What the task asks:
Lines from the records below that contain the word "joined" are to be copied out.

---------- Data to process ----------

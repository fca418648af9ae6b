//! Valhalla routing engine client
//!
//! Valhalla API documentation:
//! https://valhalla.github.io/valhalla/api/matrix/api-reference/

use anyhow::{Context, Result};
use async_trait::async_trait;
use reqwest::Client;
use serde::{Deserialize, Serialize};
use tracing::{debug, warn};

use crate::types::{Coordinates, TimeWindow};
use super::{polyline, RouteDirections, RoutingProvider, TravelMatrix};

/// Valhalla client configuration
#[derive(Debug, Clone)]
pub struct ValhallaConfig {
    /// Base URL of Valhalla server (e.g., "http://localhost:8002")
    pub base_url: String,
    /// Request timeout in seconds
    pub timeout_seconds: u64,
}

impl Default for ValhallaConfig {
    fn default() -> Self {
        Self {
            base_url: "http://localhost:8002".to_string(),
            timeout_seconds: 15,
        }
    }
}

impl ValhallaConfig {
    pub fn new(base_url: impl Into<String>) -> Self {
        Self {
            base_url: base_url.into(),
            ..Default::default()
        }
    }
}

/// Valhalla routing client
pub struct ValhallaClient {
    client: Client,
    config: ValhallaConfig,
}

impl ValhallaClient {
    pub fn new(config: ValhallaConfig) -> Self {
        let client = Client::builder()
            .timeout(std::time::Duration::from_secs(config.timeout_seconds))
            .build()
            .expect("Failed to create HTTP client");

        Self { client, config }
    }

    /// Probe the status endpoint.
    pub async fn health_check(&self) -> Result<()> {
        let url = format!("{}/status", self.config.base_url);
        let response = self.client.get(&url).send().await?;
        if response.status().is_success() {
            Ok(())
        } else {
            anyhow::bail!("Valhalla returned status {}", response.status())
        }
    }

    fn locations(points: &[Coordinates]) -> Vec<ValhallaLocation> {
        points
            .iter()
            .map(|c| ValhallaLocation {
                lat: c.lat,
                lon: c.lng,
                // 500m snap radius: customer coordinates are building
                // centroids that may sit off the road edge
                radius: Some(500),
            })
            .collect()
    }

    fn depart_time(depart_minute: u32) -> String {
        // Valhalla takes a local "today at hh:mm" departure for time-aware
        // costing; the operating day starts at midnight.
        format!("current:{}", TimeWindow::format_minute(depart_minute))
    }
}

#[async_trait]
impl RoutingProvider for ValhallaClient {
    async fn matrix(&self, locations: &[Coordinates], depart_minute: u32) -> Result<TravelMatrix> {
        let n = locations.len();

        if n == 0 {
            return Ok(TravelMatrix::empty());
        }
        if n == 1 {
            return Ok(TravelMatrix {
                distances: vec![vec![0]],
                durations: vec![vec![0]],
            });
        }

        let locs = Self::locations(locations);
        let request = MatrixRequest {
            sources: locs.clone(),
            targets: locs,
            costing: "auto".to_string(),
            units: "kilometers".to_string(),
            date_time: Some(Self::depart_time(depart_minute)),
        };
        let url = format!("{}/sources_to_targets", self.config.base_url);

        debug!("Requesting distance matrix from Valhalla for {} locations", n);

        let response = self
            .client
            .post(&url)
            .json(&request)
            .send()
            .await
            .context("Failed to send matrix request to Valhalla")?;

        if !response.status().is_success() {
            let status = response.status();
            let body = response.text().await.unwrap_or_default();
            anyhow::bail!("Valhalla matrix returned error {}: {}", status, body);
        }

        let matrix_response: MatrixResponse = response
            .json()
            .await
            .context("Failed to parse Valhalla matrix response")?;

        let mut distances = vec![vec![0u64; n]; n];
        let mut durations = vec![vec![0u64; n]; n];

        for (i, row) in matrix_response.sources_to_targets.iter().enumerate() {
            for (j, cell) in row.iter().enumerate() {
                // Distance comes back in kilometers
                distances[i][j] = cell.distance.map(|d| (d * 1000.0) as u64).unwrap_or_else(|| {
                    warn!("No distance for pair {} -> {}", i, j);
                    u64::MAX / 2
                });
                durations[i][j] = cell.time.map(|t| t as u64).unwrap_or_else(|| {
                    warn!("No duration for pair {} -> {}", i, j);
                    u64::MAX / 2
                });
            }
        }

        Ok(TravelMatrix { distances, durations })
    }

    async fn directions(&self, waypoints: &[Coordinates], depart_minute: u32) -> Result<RouteDirections> {
        if waypoints.len() < 2 {
            return Ok(RouteDirections {
                distance_m: 0,
                duration_s: 0,
                polyline: String::new(),
            });
        }

        let request = RouteRequest {
            locations: Self::locations(waypoints),
            costing: "auto".to_string(),
            // Geometry only; no turn-by-turn narrative needed
            directions_type: "none".to_string(),
            date_time: Some(Self::depart_time(depart_minute)),
        };
        let url = format!("{}/route", self.config.base_url);

        debug!("Requesting directions from Valhalla for {} waypoints", waypoints.len());

        let response = self
            .client
            .post(&url)
            .json(&request)
            .send()
            .await
            .context("Failed to send route request to Valhalla")?;

        if !response.status().is_success() {
            let status = response.status();
            let body = response.text().await.unwrap_or_default();
            anyhow::bail!("Valhalla route returned error {}: {}", status, body);
        }

        let route_response: RouteResponse = response
            .json()
            .await
            .context("Failed to parse Valhalla route response")?;

        let trip = route_response.trip;
        let shapes: Vec<String> = trip.legs.into_iter().map(|l| l.shape).collect();
        let joined = polyline::join_legs(&shapes, 6)?;

        Ok(RouteDirections {
            distance_m: (trip.summary.length * 1000.0) as u64,
            duration_s: trip.summary.time as u64,
            polyline: joined,
        })
    }

    fn name(&self) -> &'static str {
        "valhalla"
    }
}

// Valhalla API types

#[derive(Debug, Serialize, Clone)]
struct ValhallaLocation {
    lat: f64,
    lon: f64,
    #[serde(skip_serializing_if = "Option::is_none")]
    radius: Option<u32>,
}

#[derive(Debug, Serialize)]
struct MatrixRequest {
    sources: Vec<ValhallaLocation>,
    targets: Vec<ValhallaLocation>,
    costing: String,
    units: String,
    #[serde(skip_serializing_if = "Option::is_none")]
    date_time: Option<String>,
}

#[derive(Debug, Deserialize)]
struct MatrixResponse {
    sources_to_targets: Vec<Vec<MatrixCell>>,
}

#[derive(Debug, Deserialize)]
struct MatrixCell {
    /// Distance in kilometers (when units="kilometers")
    distance: Option<f64>,
    /// Time in seconds
    time: Option<f64>,
}

#[derive(Debug, Serialize)]
struct RouteRequest {
    locations: Vec<ValhallaLocation>,
    costing: String,
    directions_type: String,
    #[serde(skip_serializing_if = "Option::is_none")]
    date_time: Option<String>,
}

#[derive(Debug, Deserialize)]
struct RouteResponse {
    trip: Trip,
}

#[derive(Debug, Deserialize)]
struct Trip {
    legs: Vec<Leg>,
    summary: TripSummary,
}

#[derive(Debug, Deserialize)]
struct Leg {
    /// Encoded polyline shape
    shape: String,
}

#[derive(Debug, Deserialize)]
struct TripSummary {
    /// Kilometers
    length: f64,
    /// Seconds
    time: f64,
}
//! The incremental parser that drives a [`Handler`].
use alloc::string::String;

use crate::{
    buffers::Buffers,
    context::Context,
    error::ParserError,
    handler::Handler,
    options::ParserOptions,
    state::ParserState,
    tracker::Tracker,
};

/// An incremental JSON parser that fires [`Handler`] callbacks as text
/// arrives.
///
/// Feed input with [`parse_incremental`](Self::parse_incremental) in chunks
/// of any size, down to a single character. The parser never buffers a whole
/// document: it keeps a bounded lookback window, a pair of structural
/// stacks, and the scratch text of whatever value is currently open, so
/// memory stays proportional to the window plus the largest single value.
///
/// Malformed input does not halt parsing. Unexpected characters are skipped,
/// and values whose text fails to decode are delivered with their raw text
/// and a string fallback instead of an error.
///
/// # Examples
///
/// ```
/// use jsontap::{Handler, StreamingParser, Value};
///
/// #[derive(Default)]
/// struct FieldNames(Vec<String>);
///
/// impl Handler for FieldNames {
///     fn on_field_end(
///         &mut self,
///         _path: &str,
///         field: &str,
///         _raw: &str,
///         _parsed: Option<&Value>,
///     ) {
///         self.0.push(field.to_string());
///     }
/// }
///
/// let mut parser = StreamingParser::new(FieldNames::default());
/// parser.parse_incremental(r#"{"name":"Ada","#);
/// parser.parse_incremental(r#""age":36}"#);
///
/// assert_eq!(parser.handler().0, ["name", "age"]);
/// ```
#[derive(Debug)]
pub struct StreamingParser<H> {
    pub(crate) handler: H,
    pub(crate) state: ParserState,
    pub(crate) buffers: Buffers,
    pub(crate) tracker: Tracker,
    pub(crate) context: Context,
}

impl<H: Handler> StreamingParser<H> {
    /// Creates a parser with the default options.
    pub fn new(handler: H) -> Self {
        Self::with_options(handler, ParserOptions::default())
    }

    /// Creates a parser with explicit options.
    pub fn with_options(handler: H, options: ParserOptions) -> Self {
        Self {
            handler,
            state: ParserState::Root,
            buffers: Buffers::new(),
            tracker: Tracker::new(),
            context: Context::new(options.context_capacity),
        }
    }

    /// Consumes the next chunk of input text.
    ///
    /// The chunk may split the document anywhere, including inside a string
    /// escape or a multi-character literal. Callbacks fire during the call,
    /// on the same thread, as each completes.
    pub fn parse_incremental(&mut self, delta: &str) {
        for c in delta.chars() {
            let trimmed = self.context.push(c);
            if trimmed > 0 {
                self.tracker.shift_array_starts(trimmed);
            }
            self.state = self.step(self.state, c);
        }
    }

    /// Consumes input presented as cumulative snapshots: `new` must extend
    /// `old`, and only the suffix beyond `old` is parsed.
    ///
    /// # Errors
    ///
    /// Returns [`ParserError::StalePrefix`] when `new` does not start with
    /// `old`; no input is consumed in that case.
    pub fn parse_from_old_new(&mut self, old: &str, new: &str) -> Result<(), ParserError> {
        let Some(delta) = new.strip_prefix(old) else {
            return Err(ParserError::StalePrefix);
        };
        self.parse_incremental(delta);
        Ok(())
    }

    /// Borrows the handler.
    #[must_use]
    pub fn handler(&self) -> &H {
        &self.handler
    }

    /// Mutably borrows the handler.
    pub fn handler_mut(&mut self) -> &mut H {
        &mut self.handler
    }

    /// Consumes the parser and returns the handler.
    #[must_use]
    pub fn into_handler(self) -> H {
        self.handler
    }

    /// The current `/`-joined field path, empty at the root.
    #[must_use]
    pub fn path(&self) -> String {
        self.tracker.path()
    }
}
//! Parser configuration.

/// Number of characters retained by default in the lookback window.
pub const DEFAULT_CONTEXT_CAPACITY: usize = 50_000;

/// Configuration options for the streaming parser.
///
/// # Examples
///
/// ```rust
/// use jsontap::{NoopHandler, ParserOptions, StreamingParser};
///
/// let parser = StreamingParser::with_options(
///     NoopHandler,
///     ParserOptions {
///         context_capacity: 1024,
///     },
/// );
/// ```
#[derive(Debug, Clone, Copy)]
pub struct ParserOptions {
    /// Maximum number of characters retained in the lookback window used to
    /// reconstruct complete values.
    ///
    /// The window is trimmed from the front once it exceeds this size.
    /// Values whose defining text has scrolled out of the window can no
    /// longer be reconstructed: the affected callback either does not fire
    /// (array items) or fires without a parsed payload (array fields). This
    /// is the documented boundary condition of long streams, not an error.
    ///
    /// # Default
    ///
    /// [`DEFAULT_CONTEXT_CAPACITY`] (50,000 characters).
    pub context_capacity: usize,
}

impl Default for ParserOptions {
    fn default() -> Self {
        Self {
            context_capacity: DEFAULT_CONTEXT_CAPACITY,
        }
    }
}
//! Strict JSON text decoder.
//!
//! The state machine and the extractor both need to turn slices of raw JSON
//! text into [`Value`]s: completed primitives, decoded string literals, and
//! whole objects or arrays reconstructed from the lookback window. Decoding
//! is strict (RFC 8259); every caller treats a failure as "fall back to the
//! raw text" rather than an error, so this module never sees invalid input
//! escalate beyond its return value.
use alloc::string::String;

use crate::value::{Array, Map, Value};

/// Opaque decode failure. Callers only branch on success vs. failure.
#[derive(Debug, Clone, Copy, PartialEq, Eq)]
pub(crate) struct DecodeError;

/// Nesting cap for the recursive decoder. The lookback window is bounded, but
/// a pathological run of `[` characters would otherwise recurse once per
/// character.
const MAX_DEPTH: usize = 512;

/// Decodes a complete JSON document. Trailing non-whitespace is an error.
pub(crate) fn decode(text: &str) -> Result<Value, DecodeError> {
    let mut cursor = Cursor::new(text);
    cursor.skip_whitespace();
    let value = cursor.value(0)?;
    cursor.skip_whitespace();
    if cursor.peek().is_some() {
        return Err(DecodeError);
    }
    Ok(value)
}

/// Decodes the body of a string literal (the text between the quotes, with
/// escape sequences still intact). Runs to the end of the input; there is no
/// terminating quote.
pub(crate) fn decode_string_body(body: &str) -> Result<String, DecodeError> {
    let mut cursor = Cursor::new(body);
    let mut out = String::new();
    while let Some(c) = cursor.peek() {
        cursor.chars.next();
        match c {
            '\\' => out.push(cursor.escape()?),
            '"' => return Err(DecodeError),
            c if (c as u32) < 0x20 => return Err(DecodeError),
            c => out.push(c),
        }
    }
    Ok(out)
}

struct Cursor<'a> {
    chars: core::iter::Peekable<core::str::Chars<'a>>,
}

impl<'a> Cursor<'a> {
    fn new(text: &'a str) -> Self {
        Self {
            chars: text.chars().peekable(),
        }
    }

    fn peek(&mut self) -> Option<char> {
        self.chars.peek().copied()
    }

    fn bump(&mut self) -> Result<char, DecodeError> {
        self.chars.next().ok_or(DecodeError)
    }

    fn expect(&mut self, c: char) -> Result<(), DecodeError> {
        if self.bump()? == c { Ok(()) } else { Err(DecodeError) }
    }

    fn skip_whitespace(&mut self) {
        while matches!(self.peek(), Some(' ' | '\t' | '\n' | '\r')) {
            self.chars.next();
        }
    }

    fn value(&mut self, depth: usize) -> Result<Value, DecodeError> {
        if depth > MAX_DEPTH {
            return Err(DecodeError);
        }
        match self.peek().ok_or(DecodeError)? {
            '{' => self.object(depth),
            '[' => self.array(depth),
            '"' => {
                self.chars.next();
                self.string_tail().map(Value::String)
            }
            't' => self.literal("true", Value::Boolean(true)),
            'f' => self.literal("false", Value::Boolean(false)),
            'n' => self.literal("null", Value::Null),
            '-' | '0'..='9' => self.number(),
            _ => Err(DecodeError),
        }
    }

    fn literal(&mut self, expected: &str, value: Value) -> Result<Value, DecodeError> {
        for c in expected.chars() {
            self.expect(c)?;
        }
        Ok(value)
    }

    fn object(&mut self, depth: usize) -> Result<Value, DecodeError> {
        self.expect('{')?;
        let mut map = Map::new();
        self.skip_whitespace();
        if self.peek() == Some('}') {
            self.chars.next();
            return Ok(Value::Object(map));
        }
        loop {
            self.skip_whitespace();
            self.expect('"')?;
            let key = self.string_tail()?;
            self.skip_whitespace();
            self.expect(':')?;
            self.skip_whitespace();
            let value = self.value(depth + 1)?;
            map.insert(key, value);
            self.skip_whitespace();
            match self.bump()? {
                ',' => {}
                '}' => return Ok(Value::Object(map)),
                _ => return Err(DecodeError),
            }
        }
    }

    fn array(&mut self, depth: usize) -> Result<Value, DecodeError> {
        self.expect('[')?;
        let mut items = Array::new();
        self.skip_whitespace();
        if self.peek() == Some(']') {
            self.chars.next();
            return Ok(Value::Array(items));
        }
        loop {
            self.skip_whitespace();
            items.push(self.value(depth + 1)?);
            self.skip_whitespace();
            match self.bump()? {
                ',' => {}
                ']' => return Ok(Value::Array(items)),
                _ => return Err(DecodeError),
            }
        }
    }

    /// Decodes a string literal after the opening quote has been consumed.
    fn string_tail(&mut self) -> Result<String, DecodeError> {
        let mut out = String::new();
        loop {
            match self.bump()? {
                '"' => return Ok(out),
                '\\' => out.push(self.escape()?),
                c if (c as u32) < 0x20 => return Err(DecodeError),
                c => out.push(c),
            }
        }
    }

    fn escape(&mut self) -> Result<char, DecodeError> {
        match self.bump()? {
            '"' => Ok('"'),
            '\\' => Ok('\\'),
            '/' => Ok('/'),
            'b' => Ok('\u{0008}'),
            'f' => Ok('\u{000C}'),
            'n' => Ok('\n'),
            'r' => Ok('\r'),
            't' => Ok('\t'),
            'u' => self.unicode_escape(),
            _ => Err(DecodeError),
        }
    }

    fn unicode_escape(&mut self) -> Result<char, DecodeError> {
        let high = self.hex4()?;
        if (0xD800..=0xDBFF).contains(&high) {
            // Surrogate pair: the low half must follow immediately.
            self.expect('\\')?;
            self.expect('u')?;
            let low = self.hex4()?;
            if !(0xDC00..=0xDFFF).contains(&low) {
                return Err(DecodeError);
            }
            let code = 0x10000 + ((high - 0xD800) << 10) + (low - 0xDC00);
            return char::from_u32(code).ok_or(DecodeError);
        }
        char::from_u32(high).ok_or(DecodeError)
    }

    fn hex4(&mut self) -> Result<u32, DecodeError> {
        let mut code = 0u32;
        for _ in 0..4 {
            let digit = self.bump()?.to_digit(16).ok_or(DecodeError)?;
            code = code << 4 | digit;
        }
        Ok(code)
    }

    fn number(&mut self) -> Result<Value, DecodeError> {
        let mut text = String::new();
        if self.peek() == Some('-') {
            text.push(self.bump()?);
        }
        match self.peek().ok_or(DecodeError)? {
            '0' => text.push(self.bump()?),
            '1'..='9' => self.digits(&mut text)?,
            _ => return Err(DecodeError),
        }
        if self.peek() == Some('.') {
            text.push(self.bump()?);
            self.digits(&mut text)?;
        }
        if matches!(self.peek(), Some('e' | 'E')) {
            text.push(self.bump()?);
            if matches!(self.peek(), Some('+' | '-')) {
                text.push(self.bump()?);
            }
            self.digits(&mut text)?;
        }
        text.parse::<f64>().map(Value::Number).map_err(|_| DecodeError)
    }

    /// Consumes one or more ASCII digits into `text`.
    fn digits(&mut self, text: &mut String) -> Result<(), DecodeError> {
        let mut seen = false;
        while matches!(self.peek(), Some('0'..='9')) {
            text.push(self.bump()?);
            seen = true;
        }
        if seen { Ok(()) } else { Err(DecodeError) }
    }
}

#[cfg(test)]
mod tests {
    use alloc::string::ToString;

    use super::{DecodeError, decode, decode_string_body};
    use crate::value::Value;

    fn from_json(v: serde_json::Value) -> Value {
        match v {
            serde_json::Value::Null => Value::Null,
            serde_json::Value::Bool(b) => Value::Boolean(b),
            serde_json::Value::Number(n) => Value::Number(n.as_f64().unwrap()),
            serde_json::Value::String(s) => Value::String(s),
            serde_json::Value::Array(a) => Value::Array(a.into_iter().map(from_json).collect()),
            serde_json::Value::Object(o) => Value::Object(
                o.into_iter().map(|(k, v)| (k, from_json(v))).collect(),
            ),
        }
    }

    fn oracle(text: &str) -> Value {
        from_json(serde_json::from_str(text).unwrap())
    }

    #[test]
    fn scalars_match_serde_json() {
        for text in [
            "null", "true", "false", "0", "-0", "42", "-17", "3.14", "1e5", "2.5E-3", "\"\"",
            "\"hi\"", "\"a\\nb\"", "\"\\u2019\"",
        ] {
            assert_eq!(decode(text).unwrap(), oracle(text), "input: {text}");
        }
    }

    #[test]
    fn composites_match_serde_json() {
        for text in [
            "[]",
            "{}",
            "[1,2,3]",
            "[1,[2,[3]]]",
            r#"{"a":1,"b":[true,null],"c":{"d":"e"}}"#,
            r#"  { "spaced" : [ 1 , 2 ] }  "#,
        ] {
            assert_eq!(decode(text).unwrap(), oracle(text), "input: {text}");
        }
    }

    #[test]
    fn surrogate_pairs_combine() {
        assert_eq!(
            decode("\"\\uD83D\\uDE00\"").unwrap(),
            Value::String("\u{1F600}".to_string())
        );
    }

    #[test]
    fn rejects_malformed_input() {
        for text in [
            "", "tru", "01", "1.", ".5", "+1", "[1,]", "{\"a\"}", "\"unterminated", "1 2",
            "\"\\uD800\"", "\"\\x\"", "nulll",
        ] {
            assert_eq!(decode(text), Err(DecodeError), "input: {text}");
        }
    }

    #[test]
    fn rejects_control_characters_in_strings() {
        assert_eq!(decode("\"a\nb\""), Err(DecodeError));
    }

    #[test]
    fn string_body_decoding() {
        assert_eq!(decode_string_body("plain").unwrap(), "plain");
        assert_eq!(decode_string_body("a\\tb").unwrap(), "a\tb");
        assert_eq!(decode_string_body("bad\\q"), Err(DecodeError));
    }
}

----------

Answer box:
        let joined = polyline::join_legs(&shapes, 6)?;
            polyline: joined,
    /// The current `/`-joined field path, empty at the root.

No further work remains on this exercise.